Notes from the development meeting

Thu Dec 3 20:18:16 UTC 2009

Hi everyone,

I took some rough notes at today's meeting. I hope others who were at  
the meeting will add to and correct this.

Michelle

Kettle

In order to use Kettle for Decapod there are two things that need to  
be done. We require the ability to make system calls and we also  
require Kettle to be untangled from Engage.

Our requirement for system calls come out of needing to start command  
line processes, determine the status of a command line process that  
we've started and stop processes. We may also need to queue long  
running processes rather then run them all in parallel.

Two possible candidates that have been mentioned are Quartz  
http://www.quartz-scheduler.org/ and libexpect  
http://www.tcl.tk/man/expect5.31/libexpect.3.html

One issue we talked about at the meeting was that we need to think  
carefully about what we can take with us when we move from rhino to V8.
We likely don't need something at the level of quartz or libexpect  
since our needs are so simple.

The best candidate for porting from rhino to V8 is something written  
in javascript. The suggestion was made that perhaps we should write  
our own despite the maintenance costs since we have such simple needs.

The current plan for Decapod's 0.1 is to write our own extremely  
simplistic system call support - just enough to port Decapod from  
Cherry Py to Kettle. This allows us to defer the decision about a  
third party package. We will also continue to look for alternatives.

As far as splitting out Kettle and Engage, I sent a detailed message  
to the list about what needs to be done and the goals for the work.  
The one issue that I hadn't mentioned was what to do with Kettle  
dependencies. We decided that the most reasonable approach was to have  
two configuration files - one for Kettle and one for the application.  
The Kettle configuration would specify all of Kettle's dependencies  
and the application config would specify all of its dependencies.  
Kettle would compare the two to ensure we are not loading dependencies  
twice.

Date Picker

The collection space work is currently in need of a date picker. Yura  
has been looking at the jQuery date picker but unfortunately has hit  
some accessibility issues with it. The biggest problem seems to be  
keyboard behaviour - it is impossible to determine what you are  
changing via the keyboard until the change has been done.
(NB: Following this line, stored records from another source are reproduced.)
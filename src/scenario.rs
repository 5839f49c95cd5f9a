//! Scenario replay
//!
//! A scenario is a JSON document describing a headless media, the store
//! options and a list of steps. Replaying it drives a real [`MediaStore`]
//! and collects the snapshots it produces.
//!
//! ```json
//! {
//!   "options": { "defaultSubtitles": true },
//!   "tracks": [{ "kind": "subtitles", "language": "en", "label": "English" }],
//!   "steps": [
//!     { "step": "metadata", "duration": 60 },
//!     { "step": "request", "request": "mediaplayrequest" },
//!     { "step": "tick", "time": 12.5 },
//!     { "step": "snapshot" }
//!   ]
//! }
//! ```

use crate::error::{Error, Result};
use crate::headless::{HeadlessMedia, HeadlessTextTrack};
use crate::options::{MediaOptions, OptionsPatch};
use crate::platform::{MediaElement, MediaEvent, Platform};
use crate::requests::{Detail, Intent, RequestType};
use crate::state::{MediaState, TrackKind};
use crate::store::MediaStore;
use serde::{Deserialize, Serialize};
use serde_json::Value;
use std::cell::Cell;
use std::path::Path;
use std::rc::Rc;

#[derive(Debug, Clone, Default, Deserialize)]
#[serde(rename_all = "camelCase", default)]
pub struct Scenario {
    pub options: MediaOptions,
    /// Preferred languages; the platform default when empty.
    pub languages: Vec<String>,
    pub tracks: Vec<TrackSpec>,
    pub steps: Vec<Step>,
}

#[derive(Debug, Clone, Deserialize)]
pub struct TrackSpec {
    pub kind: String,
    pub language: String,
    #[serde(default)]
    pub label: String,
    #[serde(default)]
    pub default: bool,
}

#[derive(Debug, Clone, Deserialize)]
#[serde(tag = "step", rename_all = "camelCase")]
pub enum Step {
    /// Dispatch an intent by event name, e.g. `mediaseekrequest`.
    Request {
        request: String,
        #[serde(default)]
        detail: Value,
    },
    Load { src: String },
    Metadata { duration: f64 },
    Tick { time: f64 },
    Seekable { start: f64, end: f64 },
    StreamType {
        #[serde(rename = "streamType")]
        stream_type: Option<String>,
    },
    End,
    Fail {
        code: u16,
        #[serde(default)]
        message: String,
    },
    Empty,
    /// Fire a raw media event.
    Event { kind: String },
    /// Move the virtual clock forward.
    Advance { ms: u64 },
    Languages { languages: Vec<String> },
    Snapshot,
}

/// Outcome of a replay.
#[derive(Debug, Serialize)]
pub struct ScenarioReport {
    /// Snapshots broadcast to the subscriber.
    pub broadcasts: usize,
    /// States captured by `snapshot` steps.
    pub snapshots: Vec<Value>,
    /// Final state.
    pub state: Value,
}

impl Scenario {
    pub fn from_json(json: &str) -> Result<Self> {
        Ok(serde_json::from_str(json)?)
    }

    pub fn load(path: impl AsRef<Path>) -> Result<Self> {
        let text = std::fs::read_to_string(path)?;
        Self::from_json(&text)
    }

    /// Replay against a fresh platform.
    pub fn run(&self) -> Result<ScenarioReport> {
        let platform = if self.languages.is_empty() {
            Platform::new()
        } else {
            Platform::new().with_languages(self.languages.iter().cloned())
        };
        self.run_on(Rc::new(platform))
    }

    pub fn run_on(&self, platform: Rc<Platform>) -> Result<ScenarioReport> {
        let media = HeadlessMedia::new();
        if let Some(list) = media.text_track_list() {
            for spec in &self.tracks {
                let kind = TrackKind::parse(&spec.kind)
                    .ok_or_else(|| Error::Parse(format!("unknown track kind {:?}", spec.kind)))?;
                let mut track = HeadlessTextTrack::new(kind, &spec.language, &spec.label);
                if spec.default {
                    track = track.with_default();
                }
                list.add(track);
            }
        }

        let tasks = platform.tasks().clone();
        let media_owner: Rc<dyn MediaElement> = media.clone();
        let store = MediaStore::builder()
            .platform(platform.clone())
            .options(self.options.clone())
            .media(media_owner)
            .build();
        let broadcasts = Rc::new(Cell::new(0usize));
        let counter = broadcasts.clone();
        let subscription = store.subscribe(move |_: &MediaState| counter.set(counter.get() + 1));
        tasks.run_until_idle();

        let mut snapshots = Vec::new();
        for (index, step) in self.steps.iter().enumerate() {
            log::debug!("step {index}: {step:?}");
            match step {
                Step::Request { request, detail } => store.dispatch(intent(request, detail)?),
                Step::Load { src } => media.load(src),
                Step::Metadata { duration } => media.load_metadata(*duration),
                Step::Tick { time } => media.tick(*time),
                Step::Seekable { start, end } => media.set_seekable(Some(vec![(*start, *end)])),
                Step::StreamType { stream_type } => media.set_stream_type(stream_type.as_deref()),
                Step::End => media.end(),
                Step::Fail { code, message } => media.fail(*code, message),
                Step::Empty => media.empty(),
                Step::Event { kind } => media.fire(MediaEvent::new(kind)),
                Step::Advance { ms } => tasks.advance(*ms),
                Step::Languages { languages } => platform.set_languages(languages.iter().cloned()),
                Step::Snapshot => snapshots.push(serde_json::to_value(store.get_state())?),
            }
            tasks.run_until_idle();
        }

        let state = serde_json::to_value(store.get_state())?;
        subscription.unsubscribe();
        Ok(ScenarioReport {
            broadcasts: broadcasts.get(),
            snapshots,
            state,
        })
    }
}

/// Build an intent from a scenario request step.
fn intent(name: &str, detail: &Value) -> Result<Intent> {
    let request = RequestType::from_name(name)
        .ok_or_else(|| Error::Parse(format!("unknown request {name:?}")))?;
    if request == RequestType::OptionsChange {
        let Value::Object(map) = detail else {
            return Err(Error::Parse("optionschangerequest needs an object detail".into()));
        };
        let patch = map
            .iter()
            .fold(OptionsPatch::new(), |patch, (k, v)| patch.with(k, v.clone()));
        return Ok(Intent::options_change(patch));
    }
    if request.is_reassignment() {
        return Err(Error::Parse(format!("{request} cannot be replayed from a scenario")));
    }
    let detail = match detail {
        Value::Null => Detail::None,
        Value::Bool(b) => Detail::Bool(*b),
        Value::Number(n) => n.as_f64().map(Detail::Number).unwrap_or_default(),
        Value::String(s) => Detail::Text(s.clone()),
        other => return Err(Error::Parse(format!("unsupported detail {other}"))),
    };
    Ok(Intent::request_with(request, detail))
}

#[cfg(test)]
mod tests {
    use super::*;

    #[test]
    fn parses_tagged_steps() {
        let scenario = Scenario::from_json(
            r#"{"steps":[{"step":"metadata","duration":30},{"step":"advance","ms":250},{"step":"snapshot"}]}"#,
        )
        .unwrap();
        assert_eq!(scenario.steps.len(), 3);
        assert!(matches!(scenario.steps[1], Step::Advance { ms: 250 }));
    }

    #[test]
    fn rejects_unknown_requests_and_owner_swaps() {
        assert!(intent("mediadancerequest", &Value::Null).is_err());
        assert!(intent("mediaelementchangerequest", &Value::Null).is_err());
        let seek = intent("mediaseekrequest", &serde_json::json!(4.5)).unwrap();
        assert_eq!(seek.detail.as_number(), Some(4.5));
    }

    #[test]
    fn replays_playback() {
        let scenario = Scenario::from_json(
            r#"{"steps":[
                {"step":"metadata","duration":60},
                {"step":"request","request":"mediaplayrequest"},
                {"step":"tick","time":12.5},
                {"step":"snapshot"}
            ]}"#,
        )
        .unwrap();
        let report = scenario.run().unwrap();
        let snap = &report.snapshots[0];
        assert_eq!(snap["mediaPaused"], Value::Bool(false));
        assert_eq!(snap["mediaCurrentTime"], serde_json::json!(12.5));
        assert_eq!(snap["mediaDuration"], serde_json::json!(60.0));
        assert!(report.broadcasts >= 3);
    }
}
Yura is going to look at other date pickers such as YUI's and  
Google's. He's also going to talk to Erin about what the long term  
requirements of date selection are. One issue to keep in mind is  
support for fuzzy dates such as 'circa 1900' and 'paleolithic era'.  
There is also a concern about the actual format the date is stored in.

Databases

We are currently working on two different levels when it comes to data  
access. We are planning architecture and brainstorming about how we  
handle and organize data in a database and in data feeds and how that  
will be internalized in the framework. At the same time we are working  
on a practical level - we need to get data out of and into CouchDB.

We are starting to see some short term implementations being built and  
we are continuing to think about the long term plan.
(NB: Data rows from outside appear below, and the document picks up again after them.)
#[cfg(test)]
mod tests {
    use super::*;

    #[test]
    fn headless_media_transitions_state() {
        let m = HeadlessMedia::new();
        let events = Rc::new(RefCell::new(Vec::new()));
        for kind in ["play", "playing", "pause"] {
            let e = events.clone();
            m.add_event_listener(kind, Rc::new(move |ev: &MediaEvent| e.borrow_mut().push(ev.kind.clone())));
        }
        assert!(m.paused());
        m.play().unwrap();
        assert!(!m.paused());
        m.pause();
        assert!(m.paused());
        assert_eq!(*events.borrow(), vec!["play", "playing", "pause"]);
    }

    #[test]
    fn locked_volume_ignores_writes() {
        let m = HeadlessMedia::new();
        m.lock_volume(true);
        m.set_volume(0.2);
        assert_eq!(m.volume(), Some(1.0));
    }

    #[test]
    fn undefined_media_runs_callbacks_on_upgrade() {
        let m = HeadlessMedia::undefined("hls-video");
        let hit = Rc::new(Cell::new(false));
        let h = hit.clone();
        m.when_upgraded(Box::new(move || h.set(true)));
        assert!(!hit.get());
        m.upgrade();
        assert!(hit.get());
        assert!(m.is_upgraded());
    }

    #[test]
    fn pip_requires_metadata() {
        let m = HeadlessMedia::new();
        assert!(m.request_picture_in_picture().unwrap_err().is_not_ready());
    }
}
In our demo we have data from MMI and McCord and we have couch set up  
to have each museum's data in their own database. Sveto followed that  
lead and made users in their own database too. This work speaks to the  
future ability to federate users across different museum systems.
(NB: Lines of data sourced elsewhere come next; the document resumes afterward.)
//! The media store
//!
//! Owns the state owners and the current [`MediaState`] snapshot. Native
//! events from the owners recompute single keys, intents go through the
//! [`RequestMap`], and owner reassignments are coalesced into one pass on
//! the next microtask.
//!
//! A store starts out idle: listeners are only wired and update handlers
//! only run while it is monitoring, which by default means while it has at
//! least one subscriber.

use crate::mediator::{EventSource, Facade, FacadeProperty, Teardown, UpdateHandler};
use crate::options::{MediaOptions, OptionsPatch};
use crate::owners::{OwnersPatch, StateOwners};
use crate::platform::{
    same_rc, AudioTrackList, DocumentRoot, Element, Listener, MediaElement, MediaEvent, NodeId,
    Platform, RemotePlayback, RenditionList, TextTrackList,
};
use crate::requests::{Detail, Intent, RequestMap, RequestType};
use crate::state::{MediaState, PartialState, StateKey, StateValue};
use std::cell::{Cell, RefCell};
use std::collections::BTreeMap;
use std::rc::{Rc, Weak};

type Callback = Rc<dyn Fn(&MediaState)>;

/// An object listeners are currently attached to.
#[derive(Clone)]
enum Wired {
    Media(Rc<dyn MediaElement>),
    TextTracks(Rc<dyn TextTrackList>),
    VideoRenditions(Rc<dyn RenditionList>),
    AudioTracks(Rc<dyn AudioTrackList>),
    Remote(Rc<dyn RemotePlayback>),
    Root(Rc<dyn DocumentRoot>),
}

impl Wired {
    fn resolve(source: EventSource, owners: &StateOwners) -> Option<Wired> {
        let media = owners.media.as_ref();
        match source {
            EventSource::Media => media.map(|m| Wired::Media(m.element().clone())),
            EventSource::TextTracks => media.and_then(|m| m.text_tracks()).map(Wired::TextTracks),
            EventSource::VideoRenditions => media
                .and_then(|m| m.video_renditions())
                .map(Wired::VideoRenditions),
            EventSource::AudioTracks => media.and_then(|m| m.audio_tracks()).map(Wired::AudioTracks),
            EventSource::Remote => media.and_then(|m| m.remote()).map(Wired::Remote),
            EventSource::Root => owners.document.clone().map(Wired::Root),
        }
    }

    fn same(&self, other: &Wired) -> bool {
        match (self, other) {
            (Wired::Media(a), Wired::Media(b)) => a.node_id() == b.node_id(),
            (Wired::TextTracks(a), Wired::TextTracks(b)) => same_rc(a, b),
            (Wired::VideoRenditions(a), Wired::VideoRenditions(b)) => same_rc(a, b),
            (Wired::AudioTracks(a), Wired::AudioTracks(b)) => same_rc(a, b),
            (Wired::Remote(a), Wired::Remote(b)) => same_rc(a, b),
            (Wired::Root(a), Wired::Root(b)) => a.node_id() == b.node_id(),
            _ => false,
        }
    }

    fn add(&self, kind: &str, listener: Listener) {
        match self {
            Wired::Media(t) => t.add_event_listener(kind, listener),
            Wired::TextTracks(t) => t.add_event_listener(kind, listener),
            Wired::VideoRenditions(t) => t.add_event_listener(kind, listener),
            Wired::AudioTracks(t) => t.add_event_listener(kind, listener),
            Wired::Remote(t) => t.add_event_listener(kind, listener),
            Wired::Root(t) => t.add_event_listener(kind, listener),
        }
    }

    fn remove(&self, kind: &str, listener: &Listener) {
        match self {
            Wired::Media(t) => t.remove_event_listener(kind, listener),
            Wired::TextTracks(t) => t.remove_event_listener(kind, listener),
            Wired::VideoRenditions(t) => t.remove_event_listener(kind, listener),
            Wired::AudioTracks(t) => t.remove_event_listener(kind, listener),
            Wired::Remote(t) => t.remove_event_listener(kind, listener),
            Wired::Root(t) => t.remove_event_listener(kind, listener),
        }
    }
}

/// What the update handlers were last run against. Handlers are torn down
/// and run again whenever this changes. Options are tracked separately in
/// [`Wiring::options`] and only re-run the option handlers.
#[derive(Debug, Clone, PartialEq)]
struct HandlerScope {
    media: Option<NodeId>,
    document: Option<NodeId>,
    fullscreen_element: Option<NodeId>,
    monitoring: bool,
}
One thing we need to keep in mind is that there may be groups who want  
to collaborate but who don't want their data to be housed on the same  
server. We also need to be careful not to think of Couch as just a  
database. It's also a set of data feeds. It's on the levels of the  
feeds and APIs that we need to think about connections between data.

Going forward it seems that we should consider having all the data in  
a particular Engage instance live in the same database in CouchDB.

One issue we talked about was how we would distinguish data that came  
to us from a museum source from data that we collected.

One of the advantages of a schema-less database is that it enables  
bi-directional flow of data. Our data needs to go back up stream.

We will likely have 'shadow documents' in the system. For example an  
artifact, like the Spock Decanter, wouldn't have a single document in  
the database. There would be at least two - one from the museum and  
one containing data generated from Engage. In fact, there will be  
museums who give us access to several sources of data so there is a  
possibility of a single artifact having several documents whose data  
will be merged before being shown to the user. We can use views in  
couch to combine the data or perhaps some other implementation.

Concretely, thinking about the data that we currently have, a  
collection would be a document and an artifact would also be a  
document which would contain an array of comments. A user would also  
be a separate document. Here is a rough sketch of what a collection  
may look like. Note that there are 3 documents represented here whose  
data would be used when rendering a collection.

michellesCollection = {
   id: 12345,
   name: "Michelle's collection",
   user: "michelle at dsouza.org",
   comments: ["This collection rules!", "Me too!"],
    artifacts: [6789, 1234]
}

artifact = {
   id: 6789,
   name: "Left handed screwdriver",
}

shadowArtifact = {
   id: 6788,
   inCollections: [12345, 657],
   comments: ["This is not very different from a right handed screwdriver"]
}